On the ice, they operated with the precision of the finest Swiss-made timepiece.
“He was a fun player to play with,’’ Seguin said of Kane, who scored four goals in the last two games of the Western Conference finals and led the Blackhawks with 55 points (23 goals, 32 assists) this season.
“[He] definitely can bury the puck, can create opportunities for his linemates,’’ Seguin said. “It was definitely fun over there.’’
There was no disputing that, especially after Seguin scored 25 goals in 29 games, piling up 40 points during that stretch. Kane wound up scoring 23 points (13 goals, 10 assists) in 20 games.
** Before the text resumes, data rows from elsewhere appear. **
//! Support library for the `brg` binary.
//!
//! Exposes the command pipeline and logging setup so tests can drive them
//! without spawning a subprocess.

pub mod cli;
pub mod logging;
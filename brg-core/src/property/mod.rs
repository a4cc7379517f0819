//! Property-based tests for the generation pipeline.
//!
//! Verifies the output contract of [`crate::generate`] on randomly sampled
//! `(vertex_count, block_size, seed)` triples:
//!
//! - **Determinism**: identical arguments give identical edge vectors.
//! - **Structure**: edge count, endpoint bounds, and ordering.
//! - **Multiplicity**: every attachment event survives contraction exactly
//!   once, including links spanning several blocks.
//! - **Nesting**: doubling the block size never loses self-loops.

mod determinism;
mod multiplicity;
mod nesting;
mod strategies;
mod structural;
mod types;
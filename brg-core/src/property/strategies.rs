//! Strategy builders for generation property tests.

use proptest::prelude::*;

use super::types::GeneratorFixture;

pub(super) const MAX_VERTICES: usize = 48;
pub(super) const MAX_BLOCK_SIZE: usize = 12;

/// Samples small generator configurations, biased towards tiny blocks where
/// boundary effects dominate.
pub(super) fn generator_fixture_strategy() -> impl Strategy<Value = GeneratorFixture> {
    (
        1_usize..=MAX_VERTICES,
        prop_oneof![3 => 1_usize..=3, 1 => 1_usize..=MAX_BLOCK_SIZE],
        any::<u64>(),
    )
        .prop_map(|(vertex_count, block_size, seed)| {
            GeneratorFixture::new(vertex_count, block_size, seed)
        })
}
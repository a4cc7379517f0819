//! Pre-built graphs for benchmarks that only measure analysis.

use brg_analysis::Graph;
use brg_core::BrgBuilder;

use crate::{error::BenchSetupError, params::GraphBenchParams};

/// Seed shared by every fixture.
pub const FIXTURE_SEED: u64 = 42;

/// Builds the analysis graph of a rank graph with the given shape.
///
/// # Errors
/// Returns [`BenchSetupError`] when the shape is rejected by the generator.
pub fn rank_graph(params: GraphBenchParams) -> Result<Graph, BenchSetupError> {
    let edges = BrgBuilder::new()
        .with_vertex_count(params.vertex_count)
        .with_block_size(params.block_size)
        .with_seed(FIXTURE_SEED)
        .build()?
        .generate();
    Ok(Graph::from_edges(params.vertex_count, &edges)?)
}

/// Builds the analysis graph of a Kronecker graph with the given shape.
///
/// # Errors
/// Returns [`BenchSetupError`] when the vertex count is not a power of two.
pub fn kronecker_graph(params: GraphBenchParams) -> Result<Graph, BenchSetupError> {
    let edges = brg_kronecker::generate_for_vertices(
        params.vertex_count,
        params.block_size,
        (FIXTURE_SEED, FIXTURE_SEED + 1),
    )?;
    Ok(Graph::from_edges(params.vertex_count, &edges)?)
}
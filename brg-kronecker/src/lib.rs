//! Stochastic Kronecker comparison generator.
//!
//! Produces Graph500-style R-MAT edge lists so benchmark runs can compare the
//! block-contracted generator against a well-known heavy-tailed baseline.
//! Output shares [`brg_core::Edge`] so downstream analysis is agnostic of the
//! generator.

mod error;
mod generator;
mod initiator;

pub use crate::{
    error::{KroneckerError, Result},
    generator::{generate, generate_for_vertices, scale_for_vertices, validate_for_vertices},
    initiator::{GRAPH500_INITIATOR, Initiator},
};
//! Entry point of the `brg` binary.
//!
//! Initialises logging, runs the parsed command, renders its summary to
//! stdout and maps failures to a non-zero exit code.

use std::io::{self, BufWriter, Write};
use std::process::ExitCode;

use anyhow::{Context, Result};
use clap::Parser;

use brg_cli::{
    cli::{Cli, CliError, render_summary, run_cli},
    logging::{self, LoggingError},
};
use tracing::{error, field};

fn try_main() -> Result<()> {
    let cli = Cli::parse();
    let summary = run_cli(cli).context("failed to execute command")?;
    let stdout = io::stdout();
    let mut writer = BufWriter::new(stdout.lock());
    render_summary(&summary, &mut writer).context("failed to render summary")?;
    writer.flush().context("failed to flush output")?;
    Ok(())
}

fn main() -> ExitCode {
    if let Err(err) = logging::init_logging() {
        report_logging_init_error(&err);
        return ExitCode::FAILURE;
    }

    if let Err(err) = try_main() {
        let code = err
            .downcast_ref::<CliError>()
            .and_then(|cli_error| match cli_error {
                CliError::Core(core) => Some(core.code()),
                _ => None,
            });
        let code_field = code.map(|code| field::display(code.as_str()));
        let chain = format!("{err:#}");
        error!(error = %chain, code = code_field, "command execution failed");
        return ExitCode::FAILURE;
    }

    ExitCode::SUCCESS
}

#[expect(
    clippy::print_stderr,
    reason = "Emit one-off diagnostic before tracing is initialized"
)]
fn report_logging_init_error(err: &LoggingError) {
    eprintln!("failed to initialize logging: {err}");
}
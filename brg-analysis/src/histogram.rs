//! Degree distribution accumulated over trials.

use std::collections::BTreeMap;

use crate::graph::Graph;

/// One `degree -> fraction of vertices` entry.
#[derive(Clone, Copy, Debug, PartialEq)]
pub struct DegreeFraction {
    /// Vertex degree.
    pub degree: usize,
    /// Fraction of vertices with that degree, averaged over trials.
    pub fraction: f64,
}

/// Running degree histogram.
///
/// Each recorded graph adds `1 / N` to the bucket of every vertex's degree;
/// [`DegreeHistogram::normalised`] averages over the recorded trials.
#[derive(Clone, Debug, Default)]
pub struct DegreeHistogram {
    buckets: BTreeMap<usize, f64>,
    trials: usize,
}

impl DegreeHistogram {
    /// Creates an empty histogram.
    #[must_use]
    pub fn new() -> Self {
        Self::default()
    }

    /// Adds one trial's degrees.
    pub fn record(&mut self, graph: &Graph) {
        self.trials += 1;
        let degrees = graph.degrees();
        if degrees.is_empty() {
            return;
        }
        let share = 1.0 / degrees.len() as f64;
        for &degree in degrees {
            *self.buckets.entry(degree).or_insert(0.0) += share;
        }
    }

    /// Number of recorded trials.
    #[must_use]
    pub fn trials(&self) -> usize {
        self.trials
    }

    /// Buckets in ascending degree order, divided by the trial count.
    ///
    /// # Examples
    /// ```
    /// use brg_analysis::{DegreeHistogram, Graph};
    /// use brg_core::Edge;
    ///
    /// let mut histogram = DegreeHistogram::new();
    /// histogram.record(&Graph::from_edges(2, &[Edge::new(0, 1)])?);
    /// histogram.record(&Graph::from_edges(2, &[Edge::new(0, 0)])?);
    /// let buckets = histogram.normalised();
    /// let degrees: Vec<usize> = buckets.iter().map(|bucket| bucket.degree).collect();
    /// assert_eq!(degrees, vec![0, 1, 2]);
    /// assert!((buckets[1].fraction - 0.5).abs() < 1e-12);
    /// # Ok::<(), brg_analysis::AnalysisError>(())
    /// ```
    #[must_use]
    pub fn normalised(&self) -> Vec<DegreeFraction> {
        if self.trials == 0 {
            return Vec::new();
        }
        let trials = self.trials as f64;
        self.buckets
            .iter()
            .map(|(&degree, &total)| DegreeFraction {
                degree,
                fraction: total / trials,
            })
            .collect()
    }
}
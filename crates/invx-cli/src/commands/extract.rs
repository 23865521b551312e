//! Extract command - run text and structured extraction on one local file.

use std::fs;
use std::path::{Path, PathBuf};
use std::process::ExitCode;

use clap::{Args, ValueEnum};
use console::style;
use tracing::info;

use invx_core::service::Response;
use invx_core::source::FetchedDocument;
use invx_core::{Credentials, DocumentKind, ExtractionMode, Pipeline};

use super::load_config;
use super::process::exit_code;

/// Arguments for the extract command.
#[derive(Args)]
pub struct ExtractArgs {
    /// Input file (PDF or image)
    #[arg(required = true)]
    input: PathBuf,

    /// Extraction strategy (defaults to the configured one)
    #[arg(short, long, value_enum)]
    mode: Option<Mode>,

    /// Output file (default: stdout)
    #[arg(short, long)]
    output: Option<PathBuf>,

    /// Print normalization warnings
    #[arg(long)]
    show_warnings: bool,
}

#[derive(Clone, Copy, Debug, ValueEnum)]
pub enum Mode {
    /// One JSON-only completion
    SingleShot,
    /// Tool-using agent with currency conversion
    Agent,
}

impl From<Mode> for ExtractionMode {
    fn from(mode: Mode) -> Self {
        match mode {
            Mode::SingleShot => ExtractionMode::SingleShot,
            Mode::Agent => ExtractionMode::Agent,
        }
    }
}

pub async fn run(args: ExtractArgs, config_path: Option<&Path>) -> anyhow::Result<ExitCode> {
    let mut config = load_config(config_path)?;
    if let Some(mode) = args.mode {
        config.llm.mode = mode.into();
    }

    if !args.input.exists() {
        anyhow::bail!("Input file not found: {}", args.input.display());
    }

    let title = args
        .input
        .file_name()
        .and_then(|n| n.to_str())
        .unwrap_or_default()
        .to_string();
    let doc = FetchedDocument::new(title.clone(), args.input.clone());
    if DocumentKind::from_extension(doc.extension.as_deref()) == DocumentKind::Unsupported {
        anyhow::bail!(
            "Unsupported file format: {}",
            doc.extension.as_deref().unwrap_or("(none)")
        );
    }

    let pipeline = match Credentials::from_env(config.llm.mode)
        .and_then(|credentials| Pipeline::from_config(config, credentials))
    {
        Ok(pipeline) => pipeline,
        Err(e) => {
            let response = Response::init_failure(&e);
            eprintln!("{} {}", style("✗").red(), e);
            return Ok(ExitCode::from(exit_code(response.status())));
        }
    };

    info!("Extracting text from {}", args.input.display());
    let text = match pipeline.text_extractor().extract(&doc).await {
        Some(text) if !text.trim().is_empty() => text,
        _ => anyhow::bail!("No text could be extracted from {}", args.input.display()),
    };

    let result = pipeline.extractor().extract(&text).await?;
    let record = result.record.with_source(title);

    if args.show_warnings {
        for warning in &result.warnings {
            eprintln!("{} {}", style("⚠").yellow(), warning);
        }
    }

    let output = serde_json::to_string_pretty(&record)?;
    if let Some(output_path) = &args.output {
        fs::write(output_path, &output)?;
        println!(
            "{} Output written to {}",
            style("✓").green(),
            output_path.display()
        );
    } else {
        println!("{}", output);
    }

    info!(
        "Extraction took {}ms over {} model turn(s)",
        result.processing_time_ms, result.turns
    );
    Ok(ExitCode::SUCCESS)
}
//! Currency conversion tool used by the extraction agent.

mod currencyapi;

pub use currencyapi::CurrencyApiClient;

use async_trait::async_trait;
use serde::{Deserialize, Serialize};
use thiserror::Error;
use tracing::{debug, info};

use crate::error::ProviderError;

/// Source of exchange rates.
#[async_trait]
pub trait RateProvider: Send + Sync {
    /// Units of `to` per one unit of `from`.
    async fn rate(&self, from: &str, to: &str) -> Result<f64, ProviderError>;
}

/// Arguments accepted by the `convert_currency` tool.
#[derive(Debug, Clone, PartialEq, Deserialize)]
#[serde(deny_unknown_fields)]
pub struct ConvertCurrencyInput {
    pub amount: f64,
    pub from_currency: String,
}

/// Successful conversion, returned to the model as JSON.
#[derive(Debug, Clone, PartialEq, Serialize)]
pub struct Conversion {
    pub converted_amount: f64,
    pub currency: String,
    #[serde(skip_serializing_if = "Option::is_none")]
    pub rate: Option<f64>,
}

/// Why a conversion could not be performed.
#[derive(Error, Debug)]
pub enum ConversionError {
    #[error("'{0}' is not a three-letter currency code")]
    InvalidCode(String),

    #[error("amount must be a finite number")]
    InvalidAmount,

    #[error("currency rates are not configured")]
    Unavailable,

    #[error("could not fetch {from}->{to} rate: {source}")]
    Rate {
        from: String,
        to: String,
        #[source]
        source: ProviderError,
    },
}

/// Converts invoice totals into the report currency.
pub struct CurrencyConverter<'a> {
    rates: Option<&'a dyn RateProvider>,
    target: String,
}

impl<'a> CurrencyConverter<'a> {
    pub fn new(rates: Option<&'a dyn RateProvider>, target: impl Into<String>) -> Self {
        Self {
            rates,
            target: target.into().to_ascii_uppercase(),
        }
    }

    pub fn target(&self) -> &str {
        &self.target
    }

    /// Convert `amount` from `from` into the target currency, rounded to
    /// two decimals. Same-currency conversions never touch the rate source.
    pub async fn convert(&self, amount: f64, from: &str) -> Result<Conversion, ConversionError> {
        let from = from.trim().to_ascii_uppercase();
        if from.len() != 3 || !from.chars().all(|c| c.is_ascii_alphabetic()) {
            return Err(ConversionError::InvalidCode(from));
        }
        if !amount.is_finite() {
            return Err(ConversionError::InvalidAmount);
        }

        if from == self.target {
            debug!("{} is already {}, no conversion", amount, self.target);
            return Ok(Conversion {
                converted_amount: amount,
                currency: self.target.clone(),
                rate: None,
            });
        }

        let rates = self.rates.ok_or(ConversionError::Unavailable)?;
        info!("Converting {} {} to {}", amount, from, self.target);
        let rate = rates
            .rate(&from, &self.target)
            .await
            .map_err(|source| ConversionError::Rate {
                from: from.clone(),
                to: self.target.clone(),
                source,
            })?;

        Ok(Conversion {
            converted_amount: round_cents(amount * rate),
            currency: self.target.clone(),
            rate: Some(rate),
        })
    }
}

fn round_cents(value: f64) -> f64 {
    (value * 100.0).round() / 100.0
}

#[cfg(test)]
mod tests {
    use super::*;
    use pretty_assertions::assert_eq;
    use std::sync::atomic::{AtomicUsize, Ordering};

    struct FixedRate {
        rate: Option<f64>,
        calls: AtomicUsize,
    }

    #[async_trait]
    impl RateProvider for FixedRate {
        async fn rate(&self, _from: &str, _to: &str) -> Result<f64, ProviderError> {
            self.calls.fetch_add(1, Ordering::SeqCst);
            self.rate
                .ok_or_else(|| ProviderError::Status { status: 503, body: String::new() })
        }
    }

    fn rates(rate: Option<f64>) -> FixedRate {
        FixedRate {
            rate,
            calls: AtomicUsize::new(0),
        }
    }

    #[tokio::test]
    async fn test_same_currency_skips_lookup() {
        let provider = rates(Some(2.0));
        let converter = CurrencyConverter::new(Some(&provider), "INR");

        let result = converter.convert(1312.5, "inr").await.unwrap();
        assert_eq!(
            result,
            Conversion {
                converted_amount: 1312.5,
                currency: "INR".into(),
                rate: None
            }
        );
        assert_eq!(provider.calls.load(Ordering::SeqCst), 0);
    }

    #[tokio::test]
    async fn test_converts_and_rounds() {
        let provider = rates(Some(83.123456));
        let converter = CurrencyConverter::new(Some(&provider), "INR");

        let result = converter.convert(1312.5, "USD").await.unwrap();
        assert_eq!(result.converted_amount, 109099.54);
        assert_eq!(result.rate, Some(83.123456));
        assert_eq!(provider.calls.load(Ordering::SeqCst), 1);
    }

    #[tokio::test]
    async fn test_errors_are_descriptive() {
        let provider = rates(None);
        let converter = CurrencyConverter::new(Some(&provider), "INR");

        let err = converter.convert(10.0, "dollars").await.unwrap_err();
        assert!(err.to_string().contains("three-letter"));

        let err = converter.convert(10.0, "USD").await.unwrap_err();
        assert!(err.to_string().contains("USD->INR"));

        let offline = CurrencyConverter::new(None, "INR");
        assert!(matches!(
            offline.convert(10.0, "EUR").await,
            Err(ConversionError::Unavailable)
        ));
    }

    #[test]
    fn test_input_rejects_unknown_fields() {
        let ok: ConvertCurrencyInput =
            serde_json::from_str(r#"{"amount": 5, "from_currency": "EUR"}"#).unwrap();
        assert_eq!(ok.amount, 5.0);
        assert!(serde_json::from_str::<ConvertCurrencyInput>(r#"{"amount": 5}"#).is_err());
        assert!(
            serde_json::from_str::<ConvertCurrencyInput>(
                r#"{"amount": 5, "from_currency": "EUR", "to": "INR"}"#
            )
            .is_err()
        );
    }
}
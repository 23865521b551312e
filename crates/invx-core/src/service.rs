//! "Process a folder" request handling.
//!
//! Maps pipeline outcomes onto status codes: 200 with the report bytes,
//! 204 when no invoice was extracted, 400 for a missing or unusable folder
//! reference and 500 for initialization or workflow faults.

use std::path::PathBuf;

use serde::{Deserialize, Serialize};
use tracing::{error, info};

use crate::error::{InitError, InvxError};
use crate::pipeline::{Pipeline, RunObserver, RunResult};
use crate::source::SourceFolder;

/// Request body: `{"drive_link": "..."}`.
#[derive(Debug, Clone, Default, PartialEq, Eq, Serialize, Deserialize)]
pub struct ProcessRequest {
    #[serde(default)]
    pub drive_link: Option<String>,
}

/// Structured error payload.
#[derive(Debug, Clone, PartialEq, Eq, Serialize, Deserialize)]
pub struct ErrorPayload {
    pub error: String,
}

/// Outcome of a request.
#[derive(Debug)]
pub enum Response {
    /// Report produced; its bytes and location.
    Report { path: PathBuf, bytes: Vec<u8>, run: RunResult },
    /// The run completed without extracting any invoice.
    NoReport { run: RunResult },
    Failure { status: u16, payload: ErrorPayload },
}

impl Response {
    pub fn status(&self) -> u16 {
        match self {
            Response::Report { .. } => 200,
            Response::NoReport { .. } => 204,
            Response::Failure { status, .. } => *status,
        }
    }

    pub fn bad_request(message: impl Into<String>) -> Self {
        Response::Failure {
            status: 400,
            payload: ErrorPayload { error: message.into() },
        }
    }

    pub fn internal(message: impl Into<String>) -> Self {
        Response::Failure {
            status: 500,
            payload: ErrorPayload { error: message.into() },
        }
    }

    /// Pipeline assembly failed; no request can be served.
    pub fn init_failure(err: &InitError) -> Self {
        error!("Initialization failed: {}", err);
        Self::internal(format!("pipeline initialization failed: {err}"))
    }

    /// The run the response describes, when one completed.
    pub fn run(&self) -> Option<&RunResult> {
        match self {
            Response::Report { run, .. } | Response::NoReport { run } => Some(run),
            Response::Failure { .. } => None,
        }
    }

    /// Map a finished run onto a response, loading the report bytes.
    pub fn from_run(result: Result<RunResult, InvxError>) -> Self {
        let run = match result {
            Ok(run) => run,
            Err(InvxError::Reference(reference)) => {
                return Self::bad_request(format!("unrecognized folder link: {reference}"));
            }
            Err(e) => {
                error!("Run failed: {}", e);
                return Self::internal(e.to_string());
            }
        };

        match run.report.clone() {
            None => Response::NoReport { run },
            Some(path) => match std::fs::read(&path) {
                Ok(bytes) => Response::Report { path, bytes, run },
                Err(e) => Self::internal(format!("could not read report {}: {e}", path.display())),
            },
        }
    }
}

/// Parse a JSON request body and handle it.
pub async fn handle_json(pipeline: &Pipeline, body: &str, observer: &dyn RunObserver) -> Response {
    match serde_json::from_str::<ProcessRequest>(body) {
        Ok(request) => handle(pipeline, request, observer).await,
        Err(e) => Response::bad_request(format!("invalid request body: {e}")),
    }
}

/// Validate the folder reference and run the pipeline once.
pub async fn handle(pipeline: &Pipeline, request: ProcessRequest, observer: &dyn RunObserver) -> Response {
    let Some(link) = request
        .drive_link
        .map(|l| l.trim().to_string())
        .filter(|l| !l.is_empty())
    else {
        return Response::bad_request("drive_link is required");
    };

    if let Err(e) = SourceFolder::parse(&link) {
        return Response::from_run(Err(e));
    }

    info!("Processing folder {}", link);
    Response::from_run(pipeline.process_folder_with(&link, observer).await)
}
//! Config command - manage configuration.

use std::fs;
use std::path::{Path, PathBuf};

use clap::{Args, Subcommand};
use console::style;

use invx_core::InvxConfig;

use super::config_path;

/// Arguments for the config command.
#[derive(Args)]
pub struct ConfigArgs {
    #[command(subcommand)]
    command: ConfigCommand,
}

#[derive(Subcommand)]
enum ConfigCommand {
    /// Show current configuration
    Show,

    /// Initialize a new configuration file
    Init(InitArgs),

    /// Get a specific configuration value
    Get {
        /// Configuration key (e.g., "llm.max_agent_turns")
        key: String,
    },

    /// Set a configuration value
    Set {
        /// Configuration key
        key: String,
        /// New value
        value: String,
    },

    /// Show configuration file path
    Path,
}

#[derive(Args)]
struct InitArgs {
    /// Output path for configuration file
    #[arg(short, long)]
    output: Option<PathBuf>,

    /// Overwrite existing file
    #[arg(long)]
    force: bool,
}

pub fn run(args: ConfigArgs, explicit: Option<&Path>) -> anyhow::Result<()> {
    let path = config_path(explicit);
    match args.command {
        ConfigCommand::Show => show_config(&path),
        ConfigCommand::Init(init_args) => init_config(init_args, &path),
        ConfigCommand::Get { key } => get_config(&path, &key),
        ConfigCommand::Set { key, value } => set_config(&path, &key, &value),
        ConfigCommand::Path => show_path(&path),
    }
}

/// Current file contents, or defaults when there is no file yet.
fn current(path: &Path) -> anyhow::Result<InvxConfig> {
    if path.exists() {
        Ok(InvxConfig::from_file(path)?)
    } else {
        Ok(InvxConfig::default())
    }
}

fn show_config(config_path: &Path) -> anyhow::Result<()> {
    let config = if config_path.exists() {
        InvxConfig::from_file(config_path)?
    } else {
        println!(
            "{} No config file found, showing defaults.",
            style("ℹ").blue()
        );
        InvxConfig::default()
    };

    println!("{}", serde_json::to_string_pretty(&config)?);

    Ok(())
}

fn init_config(args: InitArgs, config_path: &Path) -> anyhow::Result<()> {
    let output_path = args.output.unwrap_or_else(|| config_path.to_path_buf());

    if output_path.exists() && !args.force {
        anyhow::bail!(
            "Config file already exists at {}. Use --force to overwrite.",
            output_path.display()
        );
    }

    // Create parent directory if needed
    if let Some(parent) = output_path.parent() {
        fs::create_dir_all(parent)?;
    }

    let config = InvxConfig::default();
    config.save(&output_path)?;

    println!(
        "{} Created configuration file at {}",
        style("✓").green(),
        output_path.display()
    );

    Ok(())
}

fn get_config(config_path: &Path, key: &str) -> anyhow::Result<()> {
    let json = serde_json::to_value(current(config_path)?)?;
    let value = key
        .split('.')
        .try_fold(&json, |node, part| node.get(part))
        .ok_or_else(|| anyhow::anyhow!("Configuration key not found: {}", key))?;

    println!("{}", serde_json::to_string_pretty(value)?);
    Ok(())
}

fn set_config(config_path: &Path, key: &str, value: &str) -> anyhow::Result<()> {
    // Bare words are taken as strings
    let parsed_value: serde_json::Value = serde_json::from_str(value)
        .unwrap_or_else(|_| serde_json::Value::String(value.to_string()));

    let mut json = serde_json::to_value(current(config_path)?)?;
    let (section, leaf) = match key.rsplit_once('.') {
        Some((section, leaf)) => (Some(section), leaf),
        None => (None, key),
    };

    let mut node = &mut json;
    for part in section.into_iter().flat_map(|s| s.split('.')) {
        node = node
            .get_mut(part)
            .ok_or_else(|| anyhow::anyhow!("Configuration path not found: {}", key))?;
    }
    let slot = node
        .as_object_mut()
        .and_then(|obj| obj.get_mut(leaf))
        .ok_or_else(|| anyhow::anyhow!("Unknown configuration key: {}", key))?;
    *slot = parsed_value.clone();

    let config: InvxConfig = serde_json::from_value(json)
        .map_err(|e| anyhow::anyhow!("Invalid value for {}: {}", key, e))?;

    if let Some(parent) = config_path.parent() {
        fs::create_dir_all(parent)?;
    }
    config.save(config_path)?;

    println!(
        "{} Set {} = {}",
        style("✓").green(),
        key,
        serde_json::to_string(&parsed_value)?
    );

    Ok(())
}

fn show_path(config_path: &Path) -> anyhow::Result<()> {
    println!("Configuration file: {}", config_path.display());

    if config_path.exists() {
        println!("Status: {}", style("exists").green());
    } else {
        println!("Status: {}", style("not created").yellow());
        println!();
        println!("Run 'invx config init' to create a configuration file.");
    }

    Ok(())
}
Their pairing seemed like a match made in hockey heaven: two of the NHL’s stars of the future, barnstorming the Swiss leagues, scoring at will.
“He’s a great kid and I had a lot of fun playing with him in Switzerland,’’ Kane said. “But I’m looking forward to playing against him now.’’
Seguin and Kane lived in the same apartment complex not far from Eisstadion Biel rink, where their on-ice chemistry blossomed and carried over off it.
“I didn’t know him too much before and maybe met him at a Bauer event or something like that,’’ Kane recalled. “But just watching him in Switzerland, at first I thought, for sure, this kid’s one day going to lead the NHL in goals or in scoring because of the skill he has, his shot, his speed, and smarts for the game, as well.
“I think we’ll see some special things from him in the future.’’
The Bruins hope Seguin showcases his special skill set sooner rather than later.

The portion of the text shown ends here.